Inspired by the renowned art collector, dealer and gallery director Hugh Lane, Citizen Lane boldly blends documentary and drama to show the importance of Lane to Irish history and culture, and portraying his unique complexities. Tom Vaughan-Lawlor plays Lane in recreations of the man’s life which are intercut with interviews contemplating his career. Contributors include historian professors Roy Foster and Paul Rouse, and art historian Morna O’Neill.
There has been a high standard in Irish documentaries for a number of years now, more recent ones including the innovative The Farthest, Ken Wardrop’s touching His & Hers and Making the Grade, and the brilliant Older Then Ireland, to name a few. Citizen Lane can also consider itself a reflection of the growing excellence and creativity inherent in Irish film.
Close-ups on artwork emphasising their detail, colour and uniqueness inspire tranquillity in the viewer as the fascinating history behind the renowned Hugh Lane Gallery and its eponym unfolds at a quick pace. The film alternates between the contemplative present and recreated past in a far more natural way than one would expect. We learn (or, if you recall your Irish history from school, review) how Ireland was a place of fascinating change between the late 19th century and early 1910s, as history, sport, language and theatre among other things were revived and reinvested with national identity. We’re shown how Lane was paramount in the revival of Irish art and painting.
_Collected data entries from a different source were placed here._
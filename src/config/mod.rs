//! Configuration management for the voice task manager

pub mod file;

use std::path::PathBuf;
use std::time::Duration;

use crate::{Error, Result};

use file::ConfigFile;

/// Default API port
pub const DEFAULT_PORT: u16 = 18790;

/// User managed when none is configured
pub const DEFAULT_USER: &str = "local@voice-tasks";

/// Task manager configuration
#[derive(Debug, Clone)]
pub struct Config {
    /// Path to data directory (database)
    pub data_dir: PathBuf,

    /// Email of the user this instance serves
    pub user_email: String,

    /// HTTP API server configuration
    pub api_server: ApiServerConfig,

    /// Speech output configuration
    pub speech: SpeechConfig,

    /// Due-date reminders
    pub reminders: ReminderConfig,
}

/// HTTP API server configuration
#[derive(Debug, Clone)]
pub struct ApiServerConfig {
    /// Port to listen on
    pub port: u16,

    /// Bearer key for `/api/*` (from `TASKS_API_KEY` env)
    pub api_key: Option<String>,
}

/// Speech output configuration
#[derive(Debug, Clone)]
pub struct SpeechConfig {
    /// `OpenAI` key; cloud TTS is disabled without it
    pub openai_api_key: Option<String>,

    /// TTS model (e.g. "tts-1")
    pub tts_model: String,

    /// TTS voice identifier
    pub tts_voice: String,

    /// TTS speed multiplier (0.25 to 4.0)
    pub tts_speed: f32,

    /// Use a local synthesizer when cloud TTS fails or is missing
    pub local_fallback: bool,
}

impl Default for SpeechConfig {
    fn default() -> Self {
        Self {
            openai_api_key: None,
            tts_model: "tts-1".to_string(),
            tts_voice: "alloy".to_string(),
            tts_speed: 1.0,
            local_fallback: true,
        }
    }
}

/// Reminder loop configuration
#[derive(Debug, Clone)]
pub struct ReminderConfig {
    pub enabled: bool,

    /// Time between checks
    pub interval: Duration,

    /// How far ahead a due date counts as upcoming
    pub horizon: chrono::Duration,
}

impl Default for ReminderConfig {
    fn default() -> Self {
        Self {
            enabled: true,
            interval: Duration::from_secs(60),
            horizon: chrono::Duration::hours(24),
        }
    }
}

impl Config {
    /// Load configuration (env > toml > default)
    ///
    /// # Errors
    ///
    /// Returns error if a value is out of range or the data directory cannot be created
    pub fn load() -> Result<Self> {
        let config = Self::from_sources(file::load_config_file(), |key| std::env::var(key).ok())?;
        std::fs::create_dir_all(&config.data_dir)?;
        Ok(config)
    }

    /// Build configuration from a parsed file and an environment lookup
    ///
    /// # Errors
    ///
    /// Returns error if a value is out of range
    pub fn from_sources(fc: ConfigFile, env: impl Fn(&str) -> Option<String>) -> Result<Self> {
        // Data directory (~/.local/share/voice-tasks on Linux)
        let data_dir = env("TASKS_DATA_DIR")
            .or(fc.data_dir)
            .map(PathBuf::from)
            .or_else(|| directories::BaseDirs::new().map(|d| d.data_dir().join("voice-tasks")))
            .unwrap_or_else(|| PathBuf::from("."));

        let user_email = env("TASKS_USER")
            .or(fc.user)
            .filter(|u| !u.trim().is_empty())
            .unwrap_or_else(|| DEFAULT_USER.to_string());

        let api_server = ApiServerConfig {
            port: env("TASKS_PORT")
                .and_then(|s| s.parse().ok())
                .or(fc.server.port)
                .unwrap_or(DEFAULT_PORT),
            api_key: env("TASKS_API_KEY").or(fc.server.api_key),
        };

        let defaults = SpeechConfig::default();
        let speech = SpeechConfig {
            openai_api_key: env("OPENAI_API_KEY")
                .or(fc.speech.openai_api_key)
                .filter(|k| !k.is_empty()),
            tts_model: env("TASKS_TTS_MODEL")
                .or(fc.speech.tts_model)
                .unwrap_or(defaults.tts_model),
            tts_voice: env("TASKS_TTS_VOICE")
                .or(fc.speech.tts_voice)
                .unwrap_or(defaults.tts_voice),
            tts_speed: env("TASKS_TTS_SPEED")
                .and_then(|s| s.parse().ok())
                .or(fc.speech.tts_speed)
                .unwrap_or(defaults.tts_speed),
            local_fallback: fc.speech.local_fallback.unwrap_or(defaults.local_fallback),
        };

        if !(0.25..=4.0).contains(&speech.tts_speed) {
            return Err(Error::Config(format!(
                "TTS speed must be between 0.25 and 4.0, got {}",
                speech.tts_speed
            )));
        }

        let default_reminders = ReminderConfig::default();
        let interval_secs = env("TASKS_REMINDER_INTERVAL_SECS")
            .and_then(|s| s.parse().ok())
            .or(fc.reminders.interval_secs);
        if interval_secs == Some(0) {
            return Err(Error::Config("reminder interval must be positive".to_string()));
        }

        let reminders = ReminderConfig {
            enabled: env("TASKS_REMINDERS")
                .map(|v| parse_bool(&v))
                .or(fc.reminders.enabled)
                .unwrap_or(default_reminders.enabled),
            interval: interval_secs.map_or(default_reminders.interval, Duration::from_secs),
            horizon: fc
                .reminders
                .horizon_hours
                .map_or(default_reminders.horizon, chrono::Duration::hours),
        };

        Ok(Self {
            data_dir,
            user_email,
            api_server,
            speech,
            reminders,
        })
    }

    /// Path of the `SQLite` database file
    #[must_use]
    pub fn db_path(&self) -> PathBuf {
        self.data_dir.join("tasks.db")
    }
}

fn parse_bool(value: &str) -> bool {
    matches!(
        value.trim().to_lowercase().as_str(),
        "1" | "true" | "yes" | "on"
    )
}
Even more interesting than the retelling of the Irish Cultural Revival is the character study the film presents of Lane himself. Tom Vaughan-Lawlor is enrapturing in the role and commands the screen whenever he is on it – even when faced with a yelling Michael Gambon in the amusing role of Lord Ardilaun. Lawlor impressively captures the complexities and contradictions inherent to Lane, who desperately wanted to be an aristocrat, and ended up being thought a snob, and whom in spite of incredible generosity with family and friends, could be bafflingly self-absorbed.
While Lawlor appears in every historical scene, almost all the other actors have only small parts with some having as few as one or two scenes (the exception here being Lane’s confidant William Orpen, played by Marty Rae, who shares several moments with Lawlor and makes an effective happy-go-lucky counter to the conscientious Lane). At that, as they take on figures of the past like Lady Augusta Gregory (played by Derbhle Crotty), W.B. Yeats (Peter Campion), Reverend James Lane (Bosco Hogan) and Sarah Cecilia Harrison (Leslie Conroy), all play their roles with zest and feeling.
While Citizen Lane engagingly intercuts between the modern and historical, it is when the film turns to the past that it is particularly enjoyable. Aside from the excellent acting, the recreations are enjoyable because they move at a spritely pace and have an appealing costume and production design. With so many different types of content packed into a 90 minute-long film, Citizen Lane could have been a mess, yet it fits together like pieces of a puzzle. In the hands of some of the best people working in the Irish movie industry today – director Thaddeus O’Sullivan, writer Mark O’Halloran, editor Mick Mahon and DOP Kate McCullough – Citizen Lane ends up being a delightful, insightful, fascinating experience.